Concentrated Minds and Practical Skills
Samuel Johnson, who was well known for his cynical wit, observed several centuries ago that "if a man knows he is going to be hung in a fortnight, it concentrates his mind wonderfully." That revelation may be happening at the nation's law schools. With enrollment plunging and students suing over their lackluster employment practices, law schools may finally be waking up and concentrating on the idea that they need to offer training on "The Business of Law."®
I've commented here many times that law schools do not give their students practical courses on practice management and client service because such training is too "trade oriented." As a result, their students have little grounding in real world legal skills. But now The National Law Journal has reported* that the ABA's Council of the Section of Legal Education and Admissions, just several months after it rejected the idea, has agreed to reconsider whether law schools should be required to offer 15 credits of real-world training. A group called the Clinical Legal Education Association (CLEA) has pushed the idea, arguing that the law lags behind medicine, dentistry and other professions when it come to practical skills education - demonstrated by the fact that the existing standards mandate that students take just one credit of experiential learning.

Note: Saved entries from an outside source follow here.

// Tracewalk - Step-Trace Correlation Engine
// Copyright (C) 2026 Tracewalk Team
//
// This software is released under the MIT License.
// See the LICENSE file in the project root for full license information.

use crate::adapter::SyncAdapter;
use anyhow::Result;
use serde::{Deserialize, Serialize};
use serde_json::{json, Value};
use std::io::{BufRead, BufReader, Read, Write};
use std::path::PathBuf;
use std::sync::atomic::{AtomicI64, Ordering};
use tracewalk_core::NavAction;

/// Content-Length framed JSON server driving a trace session for external
/// renderers (editor decoration, assembly/memory panels).
pub struct SyncServer {
    adapter: SyncAdapter,
    seq: AtomicI64,
}

#[derive(Debug, Deserialize)]
struct SyncRequest {
    seq: i64,
    #[serde(flatten)]
    command: Command,
}

#[derive(Debug, Deserialize)]
#[serde(tag = "command", content = "arguments", rename_all = "camelCase")]
enum Command {
    Initialize,
    Load {
        payload: PathBuf,
        #[serde(default)]
        profile: Option<PathBuf>,
    },
    Next,
    Prev,
    Jump {
        index: usize,
    },
    FullView {
        enabled: bool,
    },
    View,
    Listing,
    Disconnect,
}

#[derive(Serialize)]
struct SyncResponse {
    seq: i64,
    #[serde(rename = "type")]
    type_: String,
    request_seq: i64,
    success: bool,
    command: String,
    message: Option<String>,
    body: Option<Value>,
}

fn command_name(cmd: &Command) -> &'static str {
    match cmd {
        Command::Initialize => "initialize",
        Command::Load { .. } => "load",
        Command::Next => "next",
        Command::Prev => "prev",
        Command::Jump { .. } => "jump",
        Command::FullView { .. } => "fullView",
        Command::View => "view",
        Command::Listing => "listing",
        Command::Disconnect => "disconnect",
    }
}

impl Default for SyncServer {
    fn default() -> Self {
        Self::new()
    }
}

impl SyncServer {
    pub fn new() -> Self {
        Self {
            adapter: SyncAdapter::new(),
            seq: AtomicI64::new(1),
        }
    }

    /// A navigation answer: the step view when the run is interactive, the
    /// fallback body otherwise.
    fn step_body(&self, view: Option<tracewalk_core::StepView>) -> Result<Value> {
        match view {
            Some(view) => Ok(serde_json::to_value(view)?),
            None => Ok(json!({ "fallback": self.adapter.fallback()? })),
        }
    }

    fn handle(&mut self, command: &Command) -> Result<Option<Value>> {
        match command {
            Command::Initialize => Ok(Some(json!({
                "name": "tracewalk-sync",
                "version": env!("CARGO_PKG_VERSION"),
                "supports_full_view": true,
                "supports_listing": true,
            }))),
            Command::Load { payload, profile } => {
                let info = self.adapter.load(payload.clone(), profile.clone())?;
                Ok(Some(serde_json::to_value(info)?))
            }
            Command::Next => {
                let view = self.adapter.navigate(NavAction::Next)?;
                Ok(Some(self.step_body(view)?))
            }
            Command::Prev => {
                let view = self.adapter.navigate(NavAction::Prev)?;
                Ok(Some(self.step_body(view)?))
            }
            Command::Jump { index } => {
                let view = self.adapter.navigate(NavAction::Jump(*index))?;
                Ok(Some(self.step_body(view)?))
            }
            Command::FullView { enabled } => {
                let view = self.adapter.navigate(NavAction::FullView(*enabled))?;
                Ok(Some(self.step_body(view)?))
            }
            Command::View => {
                let view = self.adapter.view()?;
                Ok(Some(self.step_body(view)?))
            }
            Command::Listing => Ok(Some(serde_json::to_value(self.adapter.listing()?)?)),
            Command::Disconnect => Ok(None),
        }
    }

    pub fn run<R: Read, W: Write>(&mut self, input: R, mut output: W) -> Result<()> {
        let mut reader = BufReader::new(input);

        loop {
            let mut content_length = 0;
            loop {
                let mut line = String::new();
                if reader.read_line(&mut line)? == 0 {
                    return Ok(()); // EOF
                }
                let line = line.trim();
                if line.is_empty() {
                    break; // End of headers
                }
                if let Some(rest) = line.strip_prefix("Content-Length: ") {
                    if let Ok(len) = rest.parse() {
                        content_length = len;
                    }
                }
            }

            if content_length == 0 {
                continue;
            }

            let mut body = vec![0u8; content_length];
            reader.read_exact(&mut body)?;

            let request: SyncRequest = match serde_json::from_slice(&body) {
                Ok(req) => req,
                Err(e) => {
                    tracing::error!("Failed to parse request: {}", e);
                    continue;
                }
            };

            if matches!(request.command, Command::Disconnect) {
                return Ok(());
            }

            let (success, message, body) = match self.handle(&request.command) {
                Ok(body) => (true, None, body),
                Err(e) => {
                    tracing::error!(command = command_name(&request.command), "{}", e);
                    (false, Some(format!("{:#}", e)), None)
                }
            };

            let response = SyncResponse {
                seq: self.seq.fetch_add(1, Ordering::SeqCst),
                type_: "response".to_string(),
                request_seq: request.seq,
                success,
                command: command_name(&request.command).to_string(),
                message,
                body,
            };

            let resp_json = serde_json::to_string(&response)?;
            write!(
                output,
                "Content-Length: {}\r\n\r\n{}",
                resp_json.len(),
                resp_json
            )?;
            output.flush()?;
        }
    }
}
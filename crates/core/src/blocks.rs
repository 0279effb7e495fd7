// Tracewalk - Step-Trace Correlation Engine
// Copyright (C) 2026 Tracewalk Team
//
// This software is released under the MIT License.
// See the LICENSE file in the project root for full license information.

use crate::listing::MarkerIndex;
use crate::snapshot::Snapshot;
use serde::{Deserialize, Serialize};
use std::collections::BTreeMap;
use tracewalk_config::DialectProfile;
use tracing::debug;

/// Sentinel source line for the synthesized prologue block.
pub const PROLOGUE_LINE: i32 = -1;

/// A contiguous group of assembly instructions attributed to one source
/// line, or to the prologue sentinel.
#[derive(Debug, Clone, PartialEq, Eq, Serialize, Deserialize)]
pub struct AssemblyBlock {
    pub source_line: i32,
    pub instructions: Vec<String>,
    pub label: Option<String>,
}

/// The displayed block sequence for one run: prologue-region blocks first,
/// then main blocks, both sorted ascending by source line. Exactly one block
/// exists per distinct source line; the prologue sentinel counts once.
#[derive(Debug, Clone, Default)]
pub struct BlockTimeline {
    prologue: Vec<AssemblyBlock>,
    main: Vec<AssemblyBlock>,
}

impl BlockTimeline {
    pub fn prologue_blocks(&self) -> &[AssemblyBlock] {
        &self.prologue
    }

    pub fn main_blocks(&self) -> &[AssemblyBlock] {
        &self.main
    }

    /// Prologue-region blocks followed by main blocks.
    pub fn iter(&self) -> impl Iterator<Item = &AssemblyBlock> {
        self.prologue.iter().chain(self.main.iter())
    }

    pub fn len(&self) -> usize {
        self.prologue.len() + self.main.len()
    }

    pub fn is_empty(&self) -> bool {
        self.prologue.is_empty() && self.main.is_empty()
    }

    pub fn first_prologue_line(&self) -> Option<i32> {
        self.prologue.first().map(|b| b.source_line)
    }

    pub fn last_line(&self) -> Option<i32> {
        self.iter().last().map(|b| b.source_line)
    }

    pub fn find(&self, line: i32) -> Option<&AssemblyBlock> {
        self.iter().find(|b| b.source_line == line)
    }
}

/// Groups the per-line assembly map into labeled blocks and partitions them
/// around the prologue/main boundary.
///
/// The boundary is the minimum positive snapshot line inside the profile's
/// entry function, falling back to the minimum positive line among the built
/// blocks. Blocks below it form the prologue region; when the region holds
/// more than one block, the first is dropped as a duplicate of the block
/// synthesized from the raw listing scan.
pub fn build_timeline(
    line_map: &BTreeMap<i32, Vec<String>>,
    listing: &MarkerIndex,
    snapshots: &[Snapshot],
    profile: &DialectProfile,
) -> BlockTimeline {
    let mut blocks: Vec<AssemblyBlock> = Vec::with_capacity(line_map.len() + 1);

    let prologue_instructions = listing.prologue_instructions();
    if !prologue_instructions.is_empty() {
        blocks.push(AssemblyBlock {
            source_line: PROLOGUE_LINE,
            instructions: prologue_instructions,
            label: None,
        });
    }

    for (line, instructions) in line_map {
        if *line == PROLOGUE_LINE {
            // The sentinel block already exists once the listing scan found
            // prologue text; fold mapped instructions into it.
            if let Some(sentinel) = blocks
                .iter_mut()
                .find(|b| b.source_line == PROLOGUE_LINE)
            {
                sentinel.instructions.extend(instructions.iter().cloned());
                continue;
            }
        }
        blocks.push(AssemblyBlock {
            source_line: *line,
            instructions: instructions.clone(),
            label: None,
        });
    }

    for block in &mut blocks {
        let label = classify(&*block, snapshots, profile);
        block.label = label;
    }

    blocks.sort_by_key(|b| b.source_line);

    let boundary = snapshots
        .iter()
        .filter(|s| s.func == profile.entry_function)
        .filter_map(|s| s.line)
        .filter(|line| *line > 0)
        .min()
        .or_else(|| {
            blocks
                .iter()
                .map(|b| b.source_line)
                .filter(|line| *line > 0)
                .min()
        });
    debug!(?boundary, blocks = blocks.len(), "partitioning block timeline");

    let (mut prologue, main): (Vec<_>, Vec<_>) = match boundary {
        Some(bound) => blocks.into_iter().partition(|b| b.source_line < bound),
        // No positive line anywhere: there is no main region.
        None => (blocks, Vec::new()),
    };
    if prologue.len() > 1 {
        prologue.remove(0);
    }

    BlockTimeline { prologue, main }
}

/// Heuristic label classifier over opaque instruction text. First matching
/// rule wins: snapshot label (unless it contains "start"), print intrinsic
/// call, any call, frame-pointer prologue pair, global-symbol declaration.
fn classify(
    block: &AssemblyBlock,
    snapshots: &[Snapshot],
    profile: &DialectProfile,
) -> Option<String> {
    if let Some(snap) = snapshots.iter().find(|s| {
        s.line == Some(block.source_line) && !s.label.is_empty() && !s.label.contains("start")
    }) {
        return Some(snap.label.clone());
    }

    let calls: Vec<&String> = block
        .instructions
        .iter()
        .filter(|i| i.contains(&profile.call_mnemonic))
        .collect();
    if calls.iter().any(|i| {
        profile
            .print_intrinsics
            .iter()
            .any(|p| !p.is_empty() && i.contains(p))
    }) {
        return Some("print".to_string());
    }
    if !calls.is_empty() {
        return Some("call".to_string());
    }

    let has_push = block.instructions.iter().any(|i| i.contains(&profile.frame_push));
    let has_setup = block
        .instructions
        .iter()
        .any(|i| i.contains(&profile.frame_setup));
    if has_push && has_setup {
        return Some("prolog".to_string());
    }

    if block
        .instructions
        .iter()
        .any(|i| i.contains(&profile.global_directive))
    {
        return Some("func".to_string());
    }

    None
}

The simple fact is that law schools' dearth of training in the practical skills that lawyers most need to keep their practices profitable and problem free - training in effective client service and law practice management techniques - leads to much of the dissatisfaction and problems found in today's law practices. The lawyer who has it understands the operation of the firm as a business, how each attorney determines firm profitability, and the importance of clients and their own businesses. I registered the phrase, "The Business of Law®," because it not only summarized the basics of my law firm consultancy, but also because so many lawyers seemed to lack an understanding of the concept.
Offering more practical skills training may not be the only way that law schools can keep from being "hung" by the growing student dissatisfaction with the training they receive. But concentrating on providing a better foundation for young lawyers to understand what makes a practice successful can only benefit lawyers, clients and the law schools themselves. To do otherwise will only worsen the prevailing dissatisfaction about having a career in the law and the prevailing negativism about the legal profession.